4/15/08

cause and effect in prison

Cause And Effect in Prison

In rare moments, when my objectivity prevails over physical misery and mental anguish, I reasoned that if society had sought to impose savage, barbaric vengeance on someone then the prison system was the way to do it. And if the object of such punishment was to force a human being out of his humanity, and make of him an animal of lowest instinct, it would succeed far beyond the knowing of anyone who has endured the brutish purgatory of prison. What prison did not do and never would was make a man a better member of society than when he entered it. Because his entire environment is counter productive to reform. So prison will only worsen and degade him, increase his hatred of the system and reduce the possibility of his becoming ever, a productive law abiding citizen. And the longer the prison term, the less likelihood of any moral salvage. Most of all it is time which erodes and eventually destroys any potential for reform a prisoner might have upon arrival. If he clung to some shard of moral values, like a drowned swimmer to a life preserver it was because of the forces within himself, not because of the prison
but despite it.

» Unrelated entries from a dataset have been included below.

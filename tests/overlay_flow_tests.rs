//! Integrationstests für den Overlay-Ladefluss:
//! - Parse → Validierung → Rendern pro Datensatz
//! - Datenqualitäts-Skips ohne Render-Seiteneffekte
//! - Einmalige Stil-Registrierung

use brussels_opendata_map::app::static_annotations;
use brussels_opendata_map::core::shared_layer;
use brussels_opendata_map::{ingest_response, LatLon, OverlayError};

/// Antwort mit genau einem gültigen Datensatz.
const SINGLE_RECORD: &str = r#"{"records":[{"fields":{"geo_point_2d":[50.85,4.35],"nom":"A"}}]}"#;

#[test]
fn test_gueltiger_datensatz_erzeugt_marker_und_kreis() {
    let annotations = shared_layer();
    let summary = ingest_response(SINGLE_RECORD, &annotations).expect("gültige Antwort");

    assert_eq!(summary.rendered, 1);
    assert_eq!(summary.skipped, 0);

    let layer = annotations.lock().expect("Lock");
    assert_eq!(layer.marker_count(), 1);
    assert_eq!(layer.circle_count(), 1);

    let marker = &layer.markers()[0];
    assert_eq!(marker.pos, LatLon::new(50.85, 4.35));
    assert_eq!(marker.popup_text, "A");

    let circle = &layer.circles()[0];
    assert_eq!(circle.pos, marker.pos);
    assert_eq!(circle.radius_m, 150.0);
}

#[test]
fn test_eins_zu_eins_zu_eins_korrespondenz() {
    // Jeder akzeptierte Datensatz erzeugt genau einen Marker und genau
    // einen Kreis; der Stil wird trotzdem nur einmal registriert
    let body = r#"{"records":[
        {"fields":{"geo_point_2d":[50.85,4.35],"nom":"A"}},
        {"fields":{"geo_point_2d":[50.86,4.36],"nom":"B"}},
        {"fields":{"geo_point_2d":[50.87,4.37],"nom":"C"}}
    ]}"#;

    let annotations = shared_layer();
    let summary = ingest_response(body, &annotations).expect("gültige Antwort");

    assert_eq!(summary.rendered, 3);
    let layer = annotations.lock().expect("Lock");
    assert_eq!(layer.marker_count(), 3);
    assert_eq!(layer.circle_count(), 3);
    assert_eq!(layer.styles().len(), 1);
}

#[test]
fn test_leere_antwort_ist_gueltig() {
    let annotations = shared_layer();
    let summary = ingest_response(r#"{"records":[]}"#, &annotations).expect("leer ist gültig");

    assert_eq!(summary.rendered, 0);
    assert_eq!(summary.skipped, 0);

    let layer = annotations.lock().expect("Lock");
    assert_eq!(layer.marker_count(), 0);
    assert_eq!(layer.circle_count(), 0);
}

#[test]
fn test_fehlendes_records_feld_ist_gueltig() {
    let annotations = shared_layer();
    let summary = ingest_response(r#"{}"#, &annotations).expect("fehlend ist gültig");
    assert_eq!(summary.rendered, 0);
}

#[test]
fn test_datensatz_ohne_koordinaten_wird_uebersprungen() {
    let body = r#"{"records":[{"fields":{"nom":"ohne Koordinaten"}}]}"#;

    let annotations = shared_layer();
    let summary = ingest_response(body, &annotations).expect("Skip ist kein Fehler");

    assert_eq!(summary.rendered, 0);
    assert_eq!(summary.skipped, 1);

    let layer = annotations.lock().expect("Lock");
    assert_eq!(layer.marker_count(), 0);
    assert_eq!(layer.circle_count(), 0);
}

#[test]
fn test_breitengrad_null_wird_gerendert() {
    // 0.0 ist geographisch gültig und darf nicht als "fehlend" gelten
    let body = r#"{"records":[{"fields":{"geo_point_2d":[0.0,4.35]}}]}"#;

    let annotations = shared_layer();
    let summary = ingest_response(body, &annotations).expect("gültige Antwort");

    assert_eq!(summary.rendered, 1);
    let layer = annotations.lock().expect("Lock");
    assert_eq!(layer.markers()[0].pos, LatLon::new(0.0, 4.35));
}

#[test]
fn test_fehlendes_nom_ergibt_standard_popup() {
    let body = r#"{"records":[{"fields":{"geo_point_2d":[1.0,2.0]}}]}"#;

    let annotations = shared_layer();
    ingest_response(body, &annotations).expect("gültige Antwort");

    let layer = annotations.lock().expect("Lock");
    assert_eq!(layer.markers()[0].popup_text, "Public Urinal");
}

#[test]
fn test_gemischte_datensaetze() {
    let body = r#"{"records":[
        {"fields":{"geo_point_2d":[50.85,4.35],"nom":"A"}},
        {"fields":{"nom":"kaputt"}},
        {"fields":{"geo_point_2d":[4.35]}},
        {"fields":{"geo_point_2d":[50.86,4.36]}}
    ]}"#;

    let annotations = shared_layer();
    let summary = ingest_response(body, &annotations).expect("gültige Antwort");

    assert_eq!(summary.rendered, 2);
    assert_eq!(summary.skipped, 2);

    let layer = annotations.lock().expect("Lock");
    assert_eq!(layer.marker_count(), 2);
    assert_eq!(layer.circle_count(), 2);
}

#[test]
fn test_kaputter_body_ist_parse_fehler() {
    let annotations = shared_layer();
    let result = ingest_response("das ist kein JSON", &annotations);

    assert!(matches!(result, Err(OverlayError::Parse(_))));

    // Kein Render-Seiteneffekt vor dem Fehler
    let layer = annotations.lock().expect("Lock");
    assert_eq!(layer.marker_count(), 0);
}

#[test]
fn test_request_fehler_traegt_statuscode() {
    let err = OverlayError::Request { status: 500 };
    let message = err.to_string();
    assert!(message.contains("500"), "Meldung war: {}", message);
}

#[test]
fn test_overlay_ergaenzt_statische_annotationen() {
    // Statische Marker zuerst (wie beim Anwendungsstart), dann Overlay
    let annotations = shared_layer();
    static_annotations::install(&annotations);
    ingest_response(SINGLE_RECORD, &annotations).expect("gültige Antwort");

    let layer = annotations.lock().expect("Lock");
    // 2 statische Marker + 1 Overlay-Marker
    assert_eq!(layer.marker_count(), 3);
    // 1 statischer Kreis + 1 Overlay-Kreis
    assert_eq!(layer.circle_count(), 2);
    assert_eq!(layer.rectangle_count(), 1);

    // Der Stil wurde erst durch den Overlay-Marker registriert
    assert!(layer.fading_style_installed());
    assert_eq!(layer.styles().len(), 1);
}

One is continually striving and struggling to retain some semblance of the best of what he had before and trying not to become totally brutal, entirely unfeeling, utterly despairing and savagely embittered. So if one is not constantly vigilant he could easily slip in all four states as most prisoners do. They are those who were either brutalized before they came here and made worse since or others whom time in prison had deteriorated. And the cold hearted inhumanity of a citizenry outside, indifferent to what injustices were perpetrated or decencies neglected all in societies name behind these walls and fences. Which could reasonably be the explanation for why the recividism rate is exceptionally high. So we are not only the leaders of the free world but we also lead the world per capita in its citizenry being incarcerated. Freedom, until curtailed is seldom valued and no one realizes how much their physical freedom meant, even opening a refrigerator or briefly outdoors until such choices were denied them altogether.